Сегодня весь Сар Лук наслаждался отдыхом — только Бангу Кривому пришлось заниматься переноской падди, В свободное время готовились к самому большому празднику года, знаменующему его окончание, — помазанию падди кровью (мхам ба). По сути дела, празднество началось сегодня вечером предварительной церемонией взятия соломы (сок рхэи). Прежде чем помазать падди, его нужно принести, что делается с соблюдением всех предосторожностей. Взятие соломы в сущности повторяет «собирание души падди», но проходит еще торжественнее. Меня восхитил вид тех, кто первым направился около пяти часов вечера к мииру. Каждый захватил с собой киу и великолепное одеяло. Тру надел чистую синюю рубашку, на голову надвинул баскский берет. На Ндуре Хромом была абсолютно новая яркая тельняшка. Тян, который в этом году впервые обработал собственное поле, облачился с поразительной пышностью: он был в белой куртке, на голове у него красовался тюрбан из черного шелка, в руках он держал короткий меч своего отца, а киу и одеяло, необходимые для обряда, нес его брат Манг Тощий, надевший поверх рубашки цвета хаки фуфайку, а на голову — военную пилотку.
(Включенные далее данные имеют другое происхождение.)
//! Write helpers for the activity store.
//!
//! All functions take a plain `&Connection` so callers decide the unit of
//! work: ingestion wraps one message in one transaction, backfill wraps one
//! batch.

use anyhow::{Context, Result};
use rusqlite::{Connection, OptionalExtension, params};

use crate::branch;
use crate::model::Activity;

/// Register `username` if it has not been seen before.
///
/// # Errors
///
/// Returns an error if the insert fails.
pub fn ensure_user(conn: &Connection, username: &str, seen_at: i64) -> Result<()> {
    conn.execute(
        "INSERT INTO users (username, first_seen_at) VALUES (?1, ?2)
         ON CONFLICT(username) DO NOTHING",
        params![username, seen_at],
    )
    .with_context(|| format!("ensure user '{username}'"))?;
    Ok(())
}

/// Register `path` and every ancestor not seen before.
///
/// Only a primary-key conflict is ignored; a path failing the table's
/// checks is an error.
///
/// # Errors
///
/// Returns an error if the insert fails.
pub fn ensure_branch(conn: &Connection, path: &str, seen_at: i64) -> Result<()> {
    let mut stmt = conn
        .prepare_cached(
            "INSERT INTO branches (path, depth, is_code_system_root, first_seen_at)
             VALUES (?1, ?2, ?3, ?4)
             ON CONFLICT(path) DO NOTHING",
        )
        .context("prepare branch insert")?;
    for level in std::iter::once(path).chain(branch::ancestors(path)) {
        let depth = i64::try_from(branch::depth(level)).unwrap_or(i64::MAX);
        stmt.execute(params![level, depth, branch::is_code_system_root(level), seen_at])
            .with_context(|| format!("ensure branch '{level}'"))?;
    }
    Ok(())
}

/// True when an activity with `activity_id` is stored, or was stored and
/// later split.
///
/// # Errors
///
/// Returns an error if the query fails.
pub fn activity_exists(conn: &Connection, activity_id: &str) -> Result<bool> {
    conn.query_row(
        "SELECT EXISTS(SELECT 1 FROM activities WHERE activity_id = ?1)
             OR EXISTS(SELECT 1 FROM split_activities WHERE activity_id = ?1)",
        params![activity_id],
        |row| row.get(0),
    )
    .with_context(|| format!("check activity '{activity_id}'"))
}

/// Insert an activity with all of its component changes.
///
/// Creates the referenced user and branches first. Returns `false` without
/// writing anything when the id is already present.
///
/// # Errors
///
/// Returns an error if any insert fails.
pub fn insert_activity(conn: &Connection, activity: &Activity) -> Result<bool> {
    if activity_exists(conn, &activity.id)? {
        return Ok(false);
    }

    ensure_user(conn, &activity.user, activity.commit_date)?;
    ensure_branch(conn, &activity.branch, activity.commit_date)?;
    if let Some(source) = activity.source_branch.as_deref() {
        ensure_branch(conn, source, activity.commit_date)?;
    }

    conn.execute(
        "INSERT INTO activities (
            activity_id, username, branch, source_branch, activity_type,
            commit_date, highest_promoted_branch, promotion_date
        ) VALUES (?1, ?2, ?3, ?4, ?5, ?6, ?7, ?8)",
        params![
            activity.id,
            activity.user,
            activity.branch,
            activity.source_branch,
            activity.activity_type.as_str(),
            activity.commit_date,
            activity.highest_promoted_branch,
            activity.promotion_date,
        ],
    )
    .with_context(|| format!("insert activity {}", activity.id))?;

    let mut stmt = conn
        .prepare_cached(
            "INSERT INTO component_changes (
                activity_id, concept_id, component_id, change_type,
                component_type, component_sub_type, effective_time_null
            ) VALUES (?1, ?2, ?3, ?4, ?5, ?6, ?7)",
        )
        .context("prepare component change insert")?;

    for (concept_id, change) in activity.component_changes() {
        stmt.execute(params![
            activity.id,
            concept_id,
            change.component_id,
            change.change_type.as_str(),
            change.component_type.as_str(),
            change.component_sub_type.as_ref().map(|sub| sub.as_str().to_string()),
            change.effective_time_null,
        ])
        .with_context(|| {
            format!(
                "insert component change {} for {}",
                change.component_id, activity.id
            )
        })?;
    }

    conn.execute(
        "UPDATE store_meta
         SET last_ingested_at = MAX(last_ingested_at, ?1), last_activity_id = ?2
         WHERE id = 1",
        params![activity.commit_date, activity.id],
    )
    .context("update store_meta")?;

    Ok(true)
}

/// Delete an activity; its component changes cascade.
///
/// # Errors
///
/// Returns an error if the delete fails.
pub fn delete_activity(conn: &Connection, activity_id: &str) -> Result<bool> {
    let removed = conn
        .execute(
            "DELETE FROM activities WHERE activity_id = ?1",
            params![activity_id],
        )
        .with_context(|| format!("delete activity {activity_id}"))?;
    Ok(removed > 0)
}

/// Remember that `activity_id` was replaced by `pieces` split activities.
///
/// # Errors
///
/// Returns an error if the insert fails.
pub fn record_split(conn: &Connection, activity_id: &str, pieces: usize) -> Result<()> {
    conn.execute(
        "INSERT INTO split_activities (activity_id, pieces) VALUES (?1, ?2)
         ON CONFLICT(activity_id) DO UPDATE SET pieces = excluded.pieces",
        params![activity_id, i64::try_from(pieces).unwrap_or(i64::MAX)],
    )
    .with_context(|| format!("record split of {activity_id}"))?;
    Ok(())
}

/// Overwrite the promotion fields of one activity.
///
/// Returns `false` if the stored values already match (no write).
///
/// # Errors
///
/// Returns an error if the update fails.
pub fn set_promotion(
    conn: &Connection,
    activity_id: &str,
    highest_promoted_branch: &str,
    promotion_date: Option<i64>,
) -> Result<bool> {
    let changed = conn
        .execute(
            "UPDATE activities
             SET highest_promoted_branch = ?2, promotion_date = ?3
             WHERE activity_id = ?1
               AND (highest_promoted_branch <> ?2 OR promotion_date IS NOT ?3)",
            params![activity_id, highest_promoted_branch, promotion_date],
        )
        .with_context(|| format!("set promotion fields for {activity_id}"))?;
    Ok(changed > 0)
}

/// Last activity id written by ingestion, if any.
///
/// # Errors
///
/// Returns an error if the query fails.
pub fn last_activity_id(conn: &Connection) -> Result<Option<String>> {
    conn.query_row(
        "SELECT last_activity_id FROM store_meta WHERE id = 1",
        [],
        |row| row.get::<_, Option<String>>(0),
    )
    .optional()
    .map(Option::flatten)
    .context("read store_meta")
}

#[cfg(test)]
mod tests {
    use super::*;
    use crate::db::open_in_memory;
    use crate::model::{ActivityType, ChangeType, ComponentChange, ComponentType, ConceptChange};

    fn sample() -> Activity {
        let mut concept = ConceptChange::new("100005");
        concept.add_first(ComponentChange::new(
            "100005",
            ChangeType::Create,
            ComponentType::Concept,
            true,
        ));
        Activity::new("act-0001", "alice", "MAIN/PROJ/PROJ-1", ActivityType::ContentChange, 1_000)
            .with_concept_changes(vec![concept])
    }

    #[test]
    fn insert_creates_user_and_branch_lazily() -> Result<()> {
        let conn = open_in_memory()?;
        assert!(insert_activity(&conn, &sample())?);

        let users: i64 = conn.query_row("SELECT COUNT(*) FROM users", [], |row| row.get(0))?;
        assert_eq!(users, 1);
        let (depth, root): (i64, bool) = conn.query_row(
            "SELECT depth, is_code_system_root FROM branches WHERE path = 'MAIN/PROJ/PROJ-1'",
            [],
            |row| Ok((row.get(0)?, row.get(1)?)),
        )?;
        assert_eq!(depth, 3);
        assert!(!root);
        let branches: i64 = conn.query_row("SELECT COUNT(*) FROM branches", [], |row| row.get(0))?;
        assert_eq!(branches, 3);
        assert_eq!(last_activity_id(&conn)?.as_deref(), Some("act-0001"));
        Ok(())
    }

    #[test]
    fn blank_branch_segment_is_an_error() -> Result<()> {
        let conn = open_in_memory()?;
        ensure_branch(&conn, "MAIN/PROJ", 1)?;
        ensure_branch(&conn, "MAIN/PROJ", 2)?;

        let tx = conn.unchecked_transaction()?;
        assert!(ensure_branch(&tx, "/PROJ", 3).is_err());
        drop(tx);

        let paths: Vec<String> = conn
            .prepare("SELECT path FROM branches ORDER BY path")?
            .query_map([], |row| row.get(0))?
            .collect::<rusqlite::Result<_>>()?;
        assert_eq!(paths, vec!["MAIN", "MAIN/PROJ"]);
        Ok(())
    }

    #[test]
    fn duplicate_insert_is_skipped() -> Result<()> {
        let conn = open_in_memory()?;
        assert!(insert_activity(&conn, &sample())?);
        assert!(!insert_activity(&conn, &sample())?);
        let rows: i64 =
            conn.query_row("SELECT COUNT(*) FROM component_changes", [], |row| row.get(0))?;
        assert_eq!(rows, 1);
        Ok(())
    }

    #[test]
    fn delete_cascades_component_changes() -> Result<()> {
        let conn = open_in_memory()?;
        insert_activity(&conn, &sample())?;
        assert!(delete_activity(&conn, "act-0001")?);
        let rows: i64 =
            conn.query_row("SELECT COUNT(*) FROM component_changes", [], |row| row.get(0))?;
        assert_eq!(rows, 0);
        Ok(())
    }

    #[test]
    fn set_promotion_reports_no_op() -> Result<()> {
        let conn = open_in_memory()?;
        insert_activity(&conn, &sample())?;
        assert!(set_promotion(&conn, "act-0001", "MAIN/PROJ", Some(2_000))?);
        assert!(!set_promotion(&conn, "act-0001", "MAIN/PROJ", Some(2_000))?);
        Ok(())
    }
}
Тру умоляет «душу падди» следовать

за ним в деревню


В поле Тру прежде всего выдернул листья и стебли перца, табака, тыквы и фасоли. Потом он направился к священному квадрату, сорвал стебель магического растения падди и вытащил маленький священный нож, воткнутый во время праздника начала жатвы между колосьями, обернутыми вокруг ритуального столба. Он оторвал от маленькой хижины падди крошечную бамбуковую трубочку, в которую во время праздника шестов было налито пиво и положено немного куриного мяса. Тру обрезал края трубочки наискось, превратив ее в свисток. Потом он выдернул доонг длэй, отбросил его в сторону и срезал колосья, оставленные во время жатвы. Зерно он высыпал в киу, умоляя душу падди не убегать, а следовать за ним в деревню. Наконец, он поднес трубочку к губам и издал протяжный свист, потом второй, третий… После восьмого он поднялся, подвесил к плечу киу с росшим около шеста падди, поверх которого лежал священный серп, и завернул корзинку, как ребенка, в одеяло. Затем он собрал в пучок оставшиеся листья и стебли и положил на плечо шест падди и куп-куп. Теперь можно было отправляться и в обратный путь. Он протяжно свистнул в старинную трубочку и на ходу вознес моление:

Падди сноп целый,

Рис скороспелый,

Будь полновесным и сильным!

Я уношу тебя с залежной земли, с оставленного поля,

Я уношу тебя из мест, где много тростника и камыша,

Я уношу тебя из мест, где много воробьев,

где много птиц других,

Я уношу тебя с залежной земли, с оставленного поля,

Я уношу тебя от проволоки длинной, которой пугало[107]

приводится в движенье,

Я уношу тебя от проволоки той, что, банками гремя,

приводит птиц в смятенье.

Направляйся ты в деревню прямо,

Я срезал тебя, как это делал Сиенг Hoop,

Я уношу тебя, как это делал Сиенг Нунг,

Я на плече несу тебя горою, выше высокого леса,

О, дух падди.

Падди, сошедший с неба,

тебе приказываю я укорениться,

Падди, пришедший из земли,

тебе велю я ввысь стремиться,

Свинью в ее корыте, тебе велю ее я оплодотворить.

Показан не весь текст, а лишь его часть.